I love reading, I love books of all sorts. A beautiful picture book will have me showing everyone and buying extra copies to give as gifts.
I admit, I look at picture books through the eyes of an adult.
I appreciate the detail in the illustrations, the way they complement the text. I rejoice whenever the author has used an unusual word as I know it will help to improve a child’s vocabulary. I look at the story and the messages it shares with readers. In short, I look at these books through the eyes of an adult.
I’m not quite sure when this happened. Quite possibly around the time I stopped reading picture books to my kids. My children got to the point where they insisted they could read a bedtime story to themselves, or they wanted chapter books rather than picture books read to them.
Even though I still occasionally read to my nephews, they also grew up quickly and wanted chapter books read to them, almost before I was ready to give up picture books.

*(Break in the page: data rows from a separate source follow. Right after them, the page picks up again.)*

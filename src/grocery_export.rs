use anyhow::{Context, Result};
use std::fmt::Write as _;
use std::io::Write;
use std::path::Path;

use crate::grocery_aggregator::{GroceryItem, SectionGroup};

pub const EMPTY_LIST_MESSAGE: &str = "No recipes selected yet.";
pub const CUSTOM_ITEMS_HEADING: &str = "Add to Shopping List?";

/// Display form of a summed quantity: at most two decimals, no trailing zeros.
pub fn format_quantity(quantity: f64) -> String {
    let rounded = (quantity * 100.0).round() / 100.0;
    if rounded.fract() == 0.0 {
        format!("{}", rounded as i64)
    } else {
        format!("{}", rounded)
    }
}

/// `"{quantity} {unit} {name}"`, leaving the unit out when there is none.
pub fn format_line(item: &GroceryItem) -> String {
    match item.unit.as_deref() {
        Some(unit) => format!("{} {} {}", format_quantity(item.quantity), unit, item.name),
        None => format!("{} {}", format_quantity(item.quantity), item.name),
    }
}

pub fn checkbox_id(item: &GroceryItem) -> String {
    let raw = format!("chk-{}-{}", item.name, item.unit.as_deref().unwrap_or_default());
    raw.split_whitespace().collect::<Vec<_>>().join("-").to_lowercase()
}

/// Plain-text checklist of `sections` in the given order, followed by the
/// user's custom items when there are any.
///
/// A prep without recipes renders only the empty-list message, whatever
/// else is passed in.
pub fn render_checklist(
    recipe_count: usize,
    sections: &[&SectionGroup],
    custom_items: &[String],
) -> String {
    let mut out = String::new();
    if recipe_count == 0 {
        out.push_str(EMPTY_LIST_MESSAGE);
        out.push('\n');
        return out;
    }

    for group in sections {
        let _ = writeln!(out, "{}", group.label());
        for item in &group.items {
            let _ = writeln!(out, "  [ ] {}", format_line(item));
        }
        out.push('\n');
    }

    if !custom_items.is_empty() {
        let _ = writeln!(out, "{}", CUSTOM_ITEMS_HEADING);
        for item in custom_items {
            let _ = writeln!(out, "  [ ] {}", item);
        }
    }
    out
}

pub fn write_csv<W: Write>(sections: &[&SectionGroup], writer: W) -> Result<()> {
    let mut csv_writer = csv::Writer::from_writer(writer);
    csv_writer.write_record(["id", "section", "label", "name", "quantity", "unit"])?;
    for group in sections {
        for item in &group.items {
            csv_writer.write_record([
                checkbox_id(item).as_str(),
                group.section.as_str(),
                group.label(),
                item.name.as_str(),
                format_quantity(item.quantity).as_str(),
                item.unit.as_deref().unwrap_or_default(),
            ])?;
        }
    }
    csv_writer.flush()?;
    Ok(())
}

pub fn export_csv(sections: &[&SectionGroup], path: &Path) -> Result<()> {
    let file = std::fs::File::create(path)
        .with_context(|| format!("Failed to create CSV file at {:?}", path))?;
    write_csv(sections, file)
        .with_context(|| format!("Failed to write grocery list CSV to {:?}", path))
}
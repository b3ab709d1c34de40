use serde::{Deserialize, Serialize};

use crate::ingredient_normalizer::{normalize_recipe, RawRecipe};
use crate::models::{MealRole, Recipe, RecipeId};

/// Household and week configuration chosen when a prep is started.
#[derive(Debug, Serialize, Deserialize, Clone, Copy, PartialEq, Eq)]
#[serde(rename_all = "camelCase", default)]
pub struct PrepConfig {
    pub number_of_people: u32,
    pub number_of_dinners: u32,
    pub number_of_lunches: u32,
    pub use_leftovers: bool,
}

impl Default for PrepConfig {
    fn default() -> Self {
        Self {
            number_of_people: 1,
            number_of_dinners: 0,
            number_of_lunches: 0,
            use_leftovers: false,
        }
    }
}

impl PrepConfig {
    /// Household size used for serving math; an unset (zero) count means one person.
    pub fn people(&self) -> u32 {
        self.number_of_people.max(1)
    }
}

/// The recipes picked for a week plus the configuration they are measured
/// against.
///
/// Recipes live in one list; the dinner and lunch views are derived from
/// each recipe's course. Every operation returns a new selection.
#[derive(Debug, Serialize, Deserialize, Clone, PartialEq, Default)]
#[serde(rename_all = "camelCase")]
pub struct PrepSelection {
    #[serde(default)]
    pub config: PrepConfig,
    #[serde(default)]
    pub selected_recipes: Vec<Recipe>,
}

impl PrepSelection {
    pub fn new(config: PrepConfig) -> Self {
        Self {
            config,
            selected_recipes: Vec::new(),
        }
    }

    pub fn from_raw(config: PrepConfig, raw_recipes: &[RawRecipe]) -> Self {
        raw_recipes
            .iter()
            .map(normalize_recipe)
            .fold(Self::new(config), Self::with_recipe)
    }

    pub fn contains(&self, id: RecipeId) -> bool {
        self.selected_recipes.iter().any(|r| r.id == id)
    }

    /// Adds a recipe. Adding one that is already selected changes nothing.
    pub fn with_recipe(mut self, recipe: Recipe) -> Self {
        if !self.contains(recipe.id) {
            self.selected_recipes.push(recipe);
        }
        self
    }

    pub fn without_recipe(mut self, id: RecipeId) -> Self {
        self.selected_recipes.retain(|r| r.id != id);
        self
    }

    pub fn with_config(self, config: PrepConfig) -> Self {
        Self { config, ..self }
    }

    pub fn cleared(self) -> Self {
        Self::default()
    }

    pub fn dinners(&self) -> impl Iterator<Item = &Recipe> {
        self.selected_recipes
            .iter()
            .filter(|r| r.role() == MealRole::Dinner)
    }

    pub fn lunches(&self) -> impl Iterator<Item = &Recipe> {
        self.selected_recipes
            .iter()
            .filter(|r| r.role() == MealRole::Lunch)
    }

    pub fn recipe_ids(&self) -> Vec<RecipeId> {
        self.selected_recipes.iter().map(|r| r.id).collect()
    }

    pub fn is_empty(&self) -> bool {
        self.selected_recipes.is_empty()
    }
}

/// On-disk form of a prep started locally: configuration plus recipes in
/// any of the backend's recipe shapes.
#[derive(Debug, Serialize, Deserialize, Clone, Default)]
#[serde(rename_all = "camelCase")]
pub struct PrepFile {
    #[serde(default)]
    pub config: PrepConfig,
    #[serde(default)]
    pub recipes: Vec<RawRecipe>,
}

impl PrepFile {
    pub fn into_selection(self) -> PrepSelection {
        PrepSelection::from_raw(self.config, &self.recipes)
    }
}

A month ago, I was reminded, by my 3 year old nephew, that I need to remember to look at a picture book through the eyes of a child. I was reading The Voyage by Robert Vescio and Andrea Edmonds. It’s a beautiful book and the illustrations are stunning. I looked at it through the eyes of an adult, and was going to review it accordingly.
My nephew, on the other hand, loved this book and got us to read it to him over and over again. He would ask questions about the pictures, have fun finding the duck in each picture, and tell others reading the same book that they had to read more than just the one word on each page.
Thinking about my nephew, this book was absolutely spot on. It started a conversation about refugees in a way a 3 year old could understand (although he still wants to know who was having a war and why they were fighting).
The lesson to me is that I need to remember to look at picture books through the eyes of a child. After all, picture books are created with children in mind, not just their parents, or aunties who read to them.